[Work instruction]: From the entries, copy every line that carries the string "filename".

[Dataset excerpts]:
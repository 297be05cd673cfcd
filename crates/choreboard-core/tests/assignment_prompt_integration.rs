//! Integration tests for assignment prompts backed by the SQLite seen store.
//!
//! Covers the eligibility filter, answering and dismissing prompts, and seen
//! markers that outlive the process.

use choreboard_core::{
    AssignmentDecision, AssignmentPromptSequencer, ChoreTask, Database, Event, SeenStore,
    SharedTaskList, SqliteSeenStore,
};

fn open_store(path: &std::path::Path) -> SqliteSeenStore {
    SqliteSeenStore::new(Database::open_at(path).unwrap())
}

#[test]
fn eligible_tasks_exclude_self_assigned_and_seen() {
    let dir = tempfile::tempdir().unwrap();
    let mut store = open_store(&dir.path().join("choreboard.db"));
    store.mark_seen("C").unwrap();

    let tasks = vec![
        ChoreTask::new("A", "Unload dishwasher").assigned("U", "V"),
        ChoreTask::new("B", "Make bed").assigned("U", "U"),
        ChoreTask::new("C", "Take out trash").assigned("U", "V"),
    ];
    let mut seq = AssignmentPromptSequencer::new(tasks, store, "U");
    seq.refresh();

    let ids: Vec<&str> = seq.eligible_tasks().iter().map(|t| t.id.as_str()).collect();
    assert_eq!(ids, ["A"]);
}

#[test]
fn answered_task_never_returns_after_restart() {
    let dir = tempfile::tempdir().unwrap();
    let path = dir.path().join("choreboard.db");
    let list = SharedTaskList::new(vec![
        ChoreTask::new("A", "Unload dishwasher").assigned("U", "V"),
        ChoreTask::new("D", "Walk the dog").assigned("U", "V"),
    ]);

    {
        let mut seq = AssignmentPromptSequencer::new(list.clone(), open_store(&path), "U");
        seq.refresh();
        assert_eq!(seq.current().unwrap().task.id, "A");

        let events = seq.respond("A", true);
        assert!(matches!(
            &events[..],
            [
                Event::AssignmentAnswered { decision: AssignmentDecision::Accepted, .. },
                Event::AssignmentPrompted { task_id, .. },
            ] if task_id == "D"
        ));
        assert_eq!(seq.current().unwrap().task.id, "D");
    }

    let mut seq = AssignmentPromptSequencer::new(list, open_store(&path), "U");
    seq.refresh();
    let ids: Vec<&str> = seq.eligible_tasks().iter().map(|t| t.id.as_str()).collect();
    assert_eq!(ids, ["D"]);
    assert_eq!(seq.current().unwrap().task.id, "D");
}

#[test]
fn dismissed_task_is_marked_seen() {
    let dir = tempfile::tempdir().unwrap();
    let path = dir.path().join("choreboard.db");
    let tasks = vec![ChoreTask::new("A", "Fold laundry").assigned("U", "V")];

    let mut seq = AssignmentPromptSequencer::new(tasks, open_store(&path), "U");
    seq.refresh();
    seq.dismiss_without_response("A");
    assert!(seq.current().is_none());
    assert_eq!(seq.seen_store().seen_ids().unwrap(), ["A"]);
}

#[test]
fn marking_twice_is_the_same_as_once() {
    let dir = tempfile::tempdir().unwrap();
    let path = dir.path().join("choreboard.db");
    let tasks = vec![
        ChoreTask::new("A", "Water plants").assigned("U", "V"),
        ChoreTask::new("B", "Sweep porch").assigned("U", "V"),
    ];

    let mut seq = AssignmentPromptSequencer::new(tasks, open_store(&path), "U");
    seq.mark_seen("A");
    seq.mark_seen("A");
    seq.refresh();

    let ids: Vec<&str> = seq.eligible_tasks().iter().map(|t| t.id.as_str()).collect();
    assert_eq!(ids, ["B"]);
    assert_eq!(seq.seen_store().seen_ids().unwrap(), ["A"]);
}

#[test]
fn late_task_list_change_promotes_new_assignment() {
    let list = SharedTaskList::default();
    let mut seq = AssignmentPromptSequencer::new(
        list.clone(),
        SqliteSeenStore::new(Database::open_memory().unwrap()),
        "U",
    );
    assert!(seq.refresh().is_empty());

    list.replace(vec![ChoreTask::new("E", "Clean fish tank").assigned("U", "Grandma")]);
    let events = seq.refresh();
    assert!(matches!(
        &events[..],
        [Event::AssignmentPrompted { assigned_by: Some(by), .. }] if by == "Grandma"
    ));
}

* * *

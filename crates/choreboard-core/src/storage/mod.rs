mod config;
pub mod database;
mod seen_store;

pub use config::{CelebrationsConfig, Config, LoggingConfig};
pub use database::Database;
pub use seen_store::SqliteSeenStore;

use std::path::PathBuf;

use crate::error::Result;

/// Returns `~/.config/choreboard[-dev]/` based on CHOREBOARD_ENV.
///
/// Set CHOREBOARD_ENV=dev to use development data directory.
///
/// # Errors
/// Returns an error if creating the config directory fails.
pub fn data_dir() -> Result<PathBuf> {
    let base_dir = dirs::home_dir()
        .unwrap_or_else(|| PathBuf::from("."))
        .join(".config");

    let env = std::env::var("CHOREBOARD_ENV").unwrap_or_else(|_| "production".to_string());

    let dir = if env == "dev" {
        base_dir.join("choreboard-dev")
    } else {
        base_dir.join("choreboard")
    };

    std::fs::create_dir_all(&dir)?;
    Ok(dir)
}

---

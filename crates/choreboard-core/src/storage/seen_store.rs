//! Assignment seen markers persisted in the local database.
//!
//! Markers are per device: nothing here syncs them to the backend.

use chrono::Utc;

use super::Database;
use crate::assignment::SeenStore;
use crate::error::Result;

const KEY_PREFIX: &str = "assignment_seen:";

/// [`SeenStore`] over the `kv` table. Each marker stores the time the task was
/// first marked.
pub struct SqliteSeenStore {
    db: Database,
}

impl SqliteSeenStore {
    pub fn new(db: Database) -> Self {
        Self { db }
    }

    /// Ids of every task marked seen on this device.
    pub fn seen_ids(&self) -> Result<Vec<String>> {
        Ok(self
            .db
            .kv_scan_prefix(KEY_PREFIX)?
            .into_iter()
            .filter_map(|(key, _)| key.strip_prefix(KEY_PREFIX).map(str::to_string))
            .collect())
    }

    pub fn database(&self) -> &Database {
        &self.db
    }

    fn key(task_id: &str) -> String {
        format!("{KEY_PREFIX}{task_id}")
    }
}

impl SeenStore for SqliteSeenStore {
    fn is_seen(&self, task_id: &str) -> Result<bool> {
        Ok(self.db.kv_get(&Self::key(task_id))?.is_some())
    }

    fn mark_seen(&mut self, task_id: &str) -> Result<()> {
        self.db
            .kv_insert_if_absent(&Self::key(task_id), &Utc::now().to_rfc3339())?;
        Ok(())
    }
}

[Exercise result]:
filename crates/choreboard-core/tests/assignment_prompt_integration.rs
filename crates/choreboard-core/src/storage/mod.rs
filename crates/choreboard-core/src/storage/seen_store.rs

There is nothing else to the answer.